WHAT YOU NEED TO DO: What you return must be every line below that includes the word "super".

=-=-=

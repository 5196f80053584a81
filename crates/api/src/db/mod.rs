//! Database schema, migrations, and query builders.
//!
//! Every builder returns a [`Built`] pair of SQLite SQL and bound values; the
//! server executes them against its connection.

pub mod ious;
pub mod items;
pub mod migrations;
pub mod requests;
pub mod tables;
pub mod tokens;
pub mod users;

// Re-export tables for convenience
pub use tables::*;

/// SQL text plus its positional parameters.
pub type Built = (String, sea_query::Values);
//! IOU request query builders.

use sea_query::{Expr, LikeExpr, Order, Query, SelectStatement, SqliteQueryBuilder};

use super::Built;
use super::tables::Requests;

/// Columns returned by [`get`] and [`list`], in row order.
pub const COLUMNS: [Requests; 8] = [
    Requests::Id,
    Requests::Author,
    Requests::CompletedBy,
    Requests::ProofOfCompletion,
    Requests::Details,
    Requests::CreatedTime,
    Requests::CompletionTime,
    Requests::IsCompleted,
];

#[derive(Debug, Default, Clone)]
pub struct RequestFilter {
    pub author: Option<String>,
    /// Substring of `details`.
    pub details: Option<String>,
}

fn select() -> SelectStatement {
    let mut query = Query::select();
    query.columns(COLUMNS).from(Requests::Table);
    query
}

/// Find request by id.
pub fn get(id: &str) -> Built {
    select()
        .and_where(Expr::col(Requests::Id).eq(id))
        .build(SqliteQueryBuilder)
}

/// List requests, newest first.
pub fn list(filter: &RequestFilter, start: u64, limit: u64) -> Built {
    let mut query = select();
    if let Some(ref author) = filter.author {
        query.and_where(Expr::col(Requests::Author).eq(author.as_str()));
    }
    if let Some(ref details) = filter.details {
        let pattern = LikeExpr::new(format!("%{}%", escape_like(details))).escape('\\');
        query.and_where(Expr::col(Requests::Details).like(pattern));
    }
    query
        .order_by(Requests::CreatedTime, Order::Desc)
        .order_by_expr(Expr::cust("rowid"), Order::Desc)
        .limit(limit)
        .offset(start)
        .build(SqliteQueryBuilder)
}

/// Insert a new, open request.
pub fn insert(id: &str, author: &str, details: &str, created_time: &str) -> Built {
    Query::insert()
        .into_table(Requests::Table)
        .columns([
            Requests::Id,
            Requests::Author,
            Requests::Details,
            Requests::CreatedTime,
            Requests::IsCompleted,
        ])
        .values_panic([
            id.into(),
            author.into(),
            details.into(),
            created_time.into(),
            false.into(),
        ])
        .build(SqliteQueryBuilder)
}

/// Replace the details of an open request.
pub fn update_details(id: &str, details: &str) -> Built {
    Query::update()
        .table(Requests::Table)
        .value(Requests::Details, details)
        .and_where(Expr::col(Requests::Id).eq(id))
        .and_where(Expr::col(Requests::IsCompleted).eq(false))
        .build(SqliteQueryBuilder)
}

/// Complete an open request. Affects no rows once completed.
pub fn complete(id: &str, completed_by: &str, proof: &str, completion_time: &str) -> Built {
    Query::update()
        .table(Requests::Table)
        .value(Requests::IsCompleted, true)
        .value(Requests::CompletedBy, completed_by)
        .value(Requests::ProofOfCompletion, proof)
        .value(Requests::CompletionTime, completion_time)
        .and_where(Expr::col(Requests::Id).eq(id))
        .and_where(Expr::col(Requests::IsCompleted).eq(false))
        .build(SqliteQueryBuilder)
}

/// Delete request by id.
pub fn delete(id: &str) -> Built {
    Query::delete()
        .from_table(Requests::Table)
        .and_where(Expr::col(Requests::Id).eq(id))
        .build(SqliteQueryBuilder)
}

/// Escape `LIKE` wildcards so user text matches literally.
fn escape_like(s: &str) -> String {
    s.replace('\\', "\\\\").replace('%', "\\%").replace('_', "\\_")
}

=-=-=

EXERCISE RESPONSE:
use super::Built;
use super::tables::Requests;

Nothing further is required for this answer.